### WHAT IS REQUIRED
Let your answer be the line containing "let keys = ||" and every line below it to the end of the records, copied exactly.
------------------------------------------------
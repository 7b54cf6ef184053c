// Copyright Amazon.com, Inc. or its affiliates. All Rights Reserved.
// SPDX-License-Identifier: MIT-0

//! Synthesis-time context: cached results of environment lookups.
//!
//! Stacks read external values (Parameter Store entries, machine image ids)
//! while they are being built. Construction itself never calls AWS; it asks
//! the [`Context`] for a value under a deterministic key. When the key is not
//! cached the lookup is recorded as [`MissingContext`] and a placeholder is
//! returned so construction can finish. The caller then resolves the missing
//! entries (see [`crate::lookups`]) and synthesizes again.
//!
//! The cache persists as a flat JSON object, so resolved values stay pinned
//! across runs until the file is edited or deleted.

use std::collections::BTreeMap;
use std::path::Path;

use serde::{Deserialize, Serialize};
use serde_json::Value;

use crate::constants::{DUMMY_IMAGE_ID, DUMMY_VALUE_PREFIX};
use crate::errors::SynthError;
use crate::stack::Environment;

/// What a missing context entry needs to be resolved.
#[derive(Debug, Clone, PartialEq, Eq, Serialize, Deserialize)]
#[serde(tag = "provider", rename_all = "kebab-case")]
pub enum LookupRequest {
    SsmParameter {
        account: String,
        region: String,
        #[serde(rename = "parameterName")]
        parameter_name: String,
    },
    Ami {
        account: String,
        region: String,
        name: String,
    },
}

impl LookupRequest {
    pub fn ssm_parameter(env: &Environment, parameter_name: &str) -> Self {
        LookupRequest::SsmParameter {
            account: env.account_or_unknown().to_string(),
            region: env.region.clone(),
            parameter_name: parameter_name.to_string(),
        }
    }

    pub fn ami(env: &Environment, name: &str) -> Self {
        LookupRequest::Ami {
            account: env.account_or_unknown().to_string(),
            region: env.region.clone(),
            name: name.to_string(),
        }
    }

    /// The cache key, with properties in sorted order.
    pub fn key(&self) -> String {
        match self {
            LookupRequest::SsmParameter {
                account,
                region,
                parameter_name,
            } => format!("ssm:account={account}:parameterName={parameter_name}:region={region}"),
            LookupRequest::Ami {
                account,
                region,
                name,
            } => format!(
                "ami:account={account}:filters.image-type.0=machine:filters.name.0={name}:filters.state.0=available:region={region}"
            ),
        }
    }

    /// Value returned while the entry is unresolved.
    pub fn placeholder(&self) -> String {
        match self {
            LookupRequest::SsmParameter { parameter_name, .. } => {
                format!("{DUMMY_VALUE_PREFIX}{parameter_name}")
            }
            LookupRequest::Ami { .. } => DUMMY_IMAGE_ID.to_string(),
        }
    }

    /// True when the request was built from another unresolved lookup.
    pub fn depends_on_placeholder(&self) -> bool {
        match self {
            LookupRequest::SsmParameter { parameter_name, .. } => is_placeholder(parameter_name),
            LookupRequest::Ami { name, .. } => is_placeholder(name),
        }
    }
}

#[derive(Debug, Clone, PartialEq, Eq, Serialize, Deserialize)]
pub struct MissingContext {
    pub key: String,
    pub request: LookupRequest,
}

pub fn is_placeholder(value: &str) -> bool {
    value.starts_with(DUMMY_VALUE_PREFIX) || value == DUMMY_IMAGE_ID
}

#[derive(Debug, Clone, Default, PartialEq)]
pub struct Context {
    values: BTreeMap<String, Value>,
    missing: Vec<MissingContext>,
}

impl Context {
    pub fn new() -> Self {
        Self::default()
    }

    /// Loads cached values, starting empty when the file does not exist.
    #[tracing::instrument]
    pub fn load(path: &Path) -> Result<Self, SynthError> {
        if !path.exists() {
            tracing::debug!("[synth] no context file at {:?}", path);
            return Ok(Self::new());
        }
        let contents = std::fs::read(path)?;
        let values: BTreeMap<String, Value> = serde_json::from_slice(&contents)?;
        tracing::debug!("[synth] loaded {} context values", values.len());
        Ok(Self {
            values,
            missing: Vec::new(),
        })
    }

    pub fn save(&self, path: &Path) -> Result<(), SynthError> {
        let contents = serde_json::to_string_pretty(&self.values)?;
        std::fs::write(path, contents + "\n")?;
        Ok(())
    }

    pub fn get(&self, key: &str) -> Option<&Value> {
        self.values.get(key)
    }

    pub fn set(&mut self, key: impl Into<String>, value: impl Into<Value>) {
        self.values.insert(key.into(), value.into());
    }

    pub fn len(&self) -> usize {
        self.values.len()
    }

    pub fn is_empty(&self) -> bool {
        self.values.is_empty()
    }

    /// Entries requested since the last [`Context::take_missing`].
    pub fn missing(&self) -> &[MissingContext] {
        &self.missing
    }

    pub fn take_missing(&mut self) -> Vec<MissingContext> {
        std::mem::take(&mut self.missing)
    }

    /// Reads a Parameter Store string value.
    pub fn ssm_parameter(&mut self, env: &Environment, parameter_name: &str) -> String {
        self.lookup(LookupRequest::ssm_parameter(env, parameter_name))
    }

    /// Resolves a machine image name to an image id.
    pub fn machine_image(&mut self, env: &Environment, name: &str) -> String {
        self.lookup(LookupRequest::ami(env, name))
    }

    fn lookup(&mut self, request: LookupRequest) -> String {
        let key = request.key();
        if let Some(Value::String(value)) = self.values.get(&key) {
            return value.clone();
        }

        let placeholder = request.placeholder();
        tracing::debug!("[synth] missing context {}, using {}", key, placeholder);
        if !self.missing.iter().any(|m| m.key == key) {
            self.missing.push(MissingContext { key, request });
        }
        placeholder
    }
}
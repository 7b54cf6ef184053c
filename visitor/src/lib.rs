// Copyright Amazon.com, Inc. or its affiliates. All Rights Reserved.
// SPDX-License-Identifier: MIT-0

//! Visitor counter Lambda: reads the page visit count from DynamoDB.

pub mod constants;
pub mod counter;
// Copyright Amazon.com, Inc. or its affiliates. All Rights Reserved.
// SPDX-License-Identifier: MIT-0

use crate::assembly::CloudAssembly;
use crate::configuration::SynthOptions;
use crate::constants::MAX_SYNTH_PASSES;
use crate::context::Context;
use crate::errors::SynthError;
use crate::lookups::{LookupProvider, resolve_missing};
use crate::models::ParameterValues;
use crate::stack::Environment;
use crate::stacks::{appliance, network, parameters};

pub struct Application {
    options: SynthOptions,
    context: Context,
    max_passes: usize,
}

impl Application {
    /// Loads the context file named in the options.
    pub fn build(options: SynthOptions) -> Result<Self, SynthError> {
        let context = Context::load(&options.context_file)?;
        Ok(Self::with_context(options, context))
    }

    pub fn with_context(options: SynthOptions, context: Context) -> Self {
        Self {
            options,
            context,
            max_passes: MAX_SYNTH_PASSES,
        }
    }

    /// Caps the number of synthesis passes; at least one pass always runs.
    pub fn with_max_passes(mut self, max_passes: usize) -> Self {
        self.max_passes = max_passes.max(1);
        self
    }

    pub fn context(&self) -> &Context {
        &self.context
    }

    /// Builds all three stacks once against the current context.
    #[tracing::instrument(skip(self))]
    pub fn synthesize(&mut self) -> Result<CloudAssembly, SynthError> {
        let env = Environment::new(self.options.account.clone(), self.options.region.clone());
        let values = ParameterValues::from(&self.options);

        let parameter_stack = parameters::build(env.clone(), &values)?;
        let network = network::build(env.clone(), &mut self.context)?;
        let appliance_stack = appliance::build(env, &mut self.context, &network.refs)?;

        let missing = self.context.take_missing();
        CloudAssembly::synthesize(
            vec![parameter_stack, network.stack, appliance_stack],
            missing,
        )
    }

    /// Synthesizes until every lookup is answered, then writes the assembly.
    ///
    /// With no provider, a missing lookup is an error. With a provider, missing
    /// values are fetched, saved to the context file, and synthesis repeats.
    /// At most [`MAX_SYNTH_PASSES`] passes run; anything still missing on the
    /// last pass is an error.
    #[tracing::instrument(skip_all)]
    pub async fn run<P: LookupProvider>(
        mut self,
        provider: Option<&P>,
    ) -> Result<CloudAssembly, SynthError> {
        let assembly = self.synthesize_resolved(provider).await?;
        assembly.write(&self.options.output)?;
        Ok(assembly)
    }

    pub async fn synthesize_resolved<P: LookupProvider>(
        &mut self,
        provider: Option<&P>,
    ) -> Result<CloudAssembly, SynthError> {
        let mut pass = 1;
        loop {
            let assembly = self.synthesize()?;
            if assembly.missing().is_empty() {
                tracing::info!("[synth] synthesized in {} pass(es)", pass);
                return Ok(assembly);
            }

            let keys = || assembly.missing().iter().map(|m| m.key.clone()).collect();
            let Some(provider) = provider else {
                return Err(SynthError::MissingContext(keys()));
            };
            if pass >= self.max_passes {
                return Err(SynthError::UnresolvedContext(pass, keys()));
            }

            let resolved = resolve_missing(provider, &mut self.context, assembly.missing()).await?;
            if resolved == 0 {
                return Err(SynthError::UnresolvedContext(pass, keys()));
            }
            self.context.save(&self.options.context_file)?;
            pass += 1;
        }
    }
}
------------------------------------------------
### EXERCISE OUTPUT
            let keys = || assembly.missing().iter().map(|m| m.key.clone()).collect();
            let Some(provider) = provider else {
                return Err(SynthError::MissingContext(keys()));
            };
            if pass >= self.max_passes {
                return Err(SynthError::UnresolvedContext(pass, keys()));
            }

            let resolved = resolve_missing(provider, &mut self.context, assembly.missing()).await?;
            if resolved == 0 {
                return Err(SynthError::UnresolvedContext(pass, keys()));
            }
            self.context.save(&self.options.context_file)?;
            pass += 1;
        }
    }
}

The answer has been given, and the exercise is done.